Par exemple, certaines personnes peuvent être un peu trop collantes et faire en sorte que leurs amis se sentent mal lorsqu’elles ne peuvent pas être là pour eux. Cependant, être fiable n’est pas synonyme d’être complaisant. Si nous attendons de nos amis qu’ils soient à nos côtés, nous ne pouvons pas attendre d’eux qu’ils mettent leur vie entre parenthèses à chaque fois. Bien sûr, il vaut la peine de parler à nos amis pour dissiper les malentendus et leur laisser une marge de manœuvre suffisante pour changer, mais si tout le reste échoue, il est peut-être temps de les laisser tomber une dernière fois.
8. Avoir trop d’amis sur les médias sociaux.
Il n’a jamais été aussi facile de se faire des amis et de rester en contact qu’avec les médias sociaux, mais il faut admettre que ce n’est pas toujours la meilleure façon de procéder. Il peut être très flatteur d’avoir beaucoup d’adeptes dans votre réseau social, mais tout ce que vous voyez sur votre tableau de bord, c’est un comportement narcissique fou qui s’affiche.
Bien sûr, les médias sociaux ne sont pas mauvais en soi. En revanche, ils peuvent être une source facile d’angoisse, voire de frustration. Beaucoup de gens ont pris l’habitude de poster tout ce qui se passe dans leur vie, et s’il peut être inoffensif de savoir ce que votre ami a mangé il y a deux heures, tout le monde n’a pas envie de voir cinquante versions d’un même selfie en permanence. Il y a bien d’autres façons dont les médias sociaux peuvent pousser les gens à bout, mais le fait est que vous n’avez pas à les supporter. Dé-suivez et désamorcez si vous le devez et soyez prêt à fournir une explication honnête.
9. Poursuivre un intérêt pour faire plaisir à quelqu’un d’autre.
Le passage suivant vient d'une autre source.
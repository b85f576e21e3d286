use anyhow::{Context, Result};
use log::info;
use regex::Regex;
use std::collections::HashMap;

use crate::config::FoodCategory;

/// A single step of a food response: a literal emoji reaction, echoing the
/// trigger emoji back, or firing a celebratory burst.
#[derive(Debug, Clone, PartialEq, Eq)]
pub enum ResponseAction {
    Emoji(String),
    Echo,
    Party,
}

fn convert_response(raw: &str) -> ResponseAction {
    match raw {
        "echo" => ResponseAction::Echo,
        "party" => ResponseAction::Party,
        other => ResponseAction::Emoji(other.to_string()),
    }
}

// Character class covering the emoji blocks the bot recognizes: symbols and
// pictographs, dingbats, misc technical, and the variation selector.
const EMOJI_CLASS: &str = "\u{1F000}-\u{1FAFF}\u{2300}-\u{23FF}\u{2600}-\u{27BF}\u{2B00}-\u{2BFF}\u{FE0F}";

/// Whether a char falls in the recognized emoji blocks.
pub fn is_emoji_char(c: char) -> bool {
    matches!(c as u32,
        0x1F000..=0x1FAFF | 0x2300..=0x23FF | 0x2600..=0x27BF | 0x2B00..=0x2BFF)
}

/// Whether the text is a single emoji once the variation selector and skin
/// tone modifiers are stripped. A regional-indicator pair (a flag) counts.
pub fn is_single_emoji(text: &str) -> bool {
    let chars: Vec<char> = text
        .chars()
        .filter(|&c| c != '\u{FE0F}' && !matches!(c as u32, 0x1F3FB..=0x1F3FF))
        .collect();
    match chars.as_slice() {
        [c] => is_emoji_char(*c),
        [a, b] => {
            let regional = 0x1F1E6..=0x1F1FF;
            regional.contains(&(*a as u32)) && regional.contains(&(*b as u32))
        }
        _ => false,
    }
}

fn first_scalar(trigger: &str) -> Option<char> {
    trigger.chars().find(|&c| c != '\u{FE0F}')
}

/// Lookup tables for the "feed the bot" easter egg, built once from the
/// configured food-category table.
///
/// `food_regex` matches a feeding phrase ending in a recognized food emoji;
/// `not_food_regex` matches the same phrase shape over *any* emoji so the bot
/// can tell recognized food from something inedible.
pub struct FoodLookups {
    lookup: HashMap<char, Vec<ResponseAction>>,
    pub food_regex: Regex,
    pub not_food_regex: Regex,
}

impl FoodLookups {
    pub fn compile(bot_token: &str, food: &HashMap<String, FoodCategory>) -> Result<Self> {
        let mut lookup = HashMap::new();
        for item in food.values() {
            let responses: Vec<ResponseAction> =
                item.responses.iter().map(|r| convert_response(r)).collect();
            for trigger in item.triggers.iter() {
                if let Some(c) = first_scalar(trigger) {
                    lookup.insert(c, responses.clone());
                }
            }
        }

        let food_chars: String = lookup.keys().collect();
        let food_regex = Regex::new(&format!(
            r"(?i)(?:feed|pour)?s?\s{}.*([{}])",
            bot_token, food_chars
        ))
        .context("failed to compile food pattern")?;
        let not_food_regex = Regex::new(&format!(
            r"(?i)(?:feed|pour)?s?\s{}.*([{}])",
            bot_token, EMOJI_CLASS
        ))
        .context("failed to compile any-emoji food pattern")?;

        info!("Loaded {} types of food in {} categories", lookup.len(), food.len());

        Ok(Self { lookup, food_regex, not_food_regex })
    }

    /// The response actions for a recognized food character.
    pub fn actions(&self, food_char: char) -> Option<&[ResponseAction]> {
        self.lookup.get(&food_char).map(Vec::as_slice)
    }

    /// The recognized food character in a feeding phrase, if any.
    pub fn fed_food(&self, text: &str) -> Option<char> {
        self.food_regex
            .captures(text)
            .and_then(|caps| caps.get(1))
            .and_then(|m| m.as_str().chars().next())
    }

    /// Whether the phrase feeds the bot some emoji it does not recognize.
    pub fn fed_something_else(&self, text: &str) -> bool {
        self.not_food_regex.is_match(text)
    }
}

#[cfg(test)]
mod tests {
    use super::*;
    use crate::config::default_food_table;

    const BOT: &str = "<@!?42>";

    #[test]
    fn test_food_lookup_actions() {
        let lookups = FoodLookups::compile(BOT, &default_food_table()).unwrap();
        assert_eq!(lookups.actions('🧀'), Some(&[ResponseAction::Emoji("🐭".to_string())][..]));
        let cake = lookups.actions('🎂').unwrap();
        assert_eq!(cake.last(), Some(&ResponseAction::Party));
        let grapes = lookups.actions('🍇').unwrap();
        assert!(grapes.contains(&ResponseAction::Echo));
    }

    #[test]
    fn test_feeding_phrase_recognized() {
        let lookups = FoodLookups::compile(BOT, &default_food_table()).unwrap();
        assert_eq!(lookups.fed_food("feeds <@42> a lovely 🍕"), Some('🍕'));
        assert_eq!(lookups.fed_food("pours <@!42> some ☕"), Some('☕'));
        assert_eq!(lookups.fed_food("just chatting about 🍕"), None);
    }

    #[test]
    fn test_unrecognized_food_falls_through() {
        let lookups = FoodLookups::compile(BOT, &default_food_table()).unwrap();
        let text = "feeds <@42> a 🌋";
        assert_eq!(lookups.fed_food(text), None);
        assert!(lookups.fed_something_else(text));
    }

    #[test]
    fn test_single_emoji_validation() {
        assert!(is_single_emoji("🦄"));
        assert!(is_single_emoji("🅱️"));
        assert!(is_single_emoji("👍🏽"));
        assert!(is_single_emoji("🇳🇿"));
        assert!(!is_single_emoji("ab"));
        assert!(!is_single_emoji("🦄🦄"));
        assert!(!is_single_emoji(""));
    }
}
Être invité par quelqu’un à participer à un projet ou à se lancer dans un nouveau passe-temps peut être une bonne chose, surtout si vous voulez devenir plus intéressant ou si vous avez besoin de vous distraire, mais si vous le faites uniquement pour plaire à quelqu’un d’autre, vous risquez d’être mal à l’aise et de vivre des drames lorsque l’excitation s’estompera et que vous voudrez vous retirer.
Pour être honnête, essayer de nouvelles choses, même si vous ne l’aviez pas prévu au départ, peut s’avérer positif. Toutefois, si vous vous sentez de moins en moins intéressé par la session, vous devriez peut-être envisager d’arrêter. Expliquer cela à la personne qui vous a invité peut être difficile, mais vous lui devez votre honnêteté, et vous vous devez à vous-même de poursuivre des activités qui peuvent vraiment vous rendre heureux.
10. Se moquer des autres.
Le sens de l’humour est l’une des rares choses qui ne se démodera jamais, et c’est formidable d’être drôle et d’avoir des amis qui peuvent vous faire craquer. Parfois, cependant, nous nous sentons trop à l’aise avec notre drôlerie. Nous remarquons à peine que nous dépassons certaines limites. Le problème, c’est que nous ne nous en rendons compte que lorsque quelqu’un nous le fait remarquer ou que nous commençons à perdre des amis les uns après les autres.
La capacité à faire rire les gens est une compétence, et c’est un bon signe de créativité et de confiance en soi. Toutefois, l’humour basé sur l’insulte peut être offensant et vous ne pouvez pas vous attendre à ce que tout le monde fasse preuve de bonne volonté. Au lieu d’être sur la défensive lorsque vous blessez quelqu’un, reconnaissez votre erreur et excusez-vous. Vous pouvez toujours être drôle sans froisser les gens.
Si l’on y réfléchit bien, le bonheur est facile, mais c’est parfois ce que l’on fait pour l’atteindre qui le rend compliqué. Simplifier les choses peut être un bon début, et si vous vous trouvez trop paresseux pour changer, souvenez-vous simplement que la vie est courte pour être malheureux.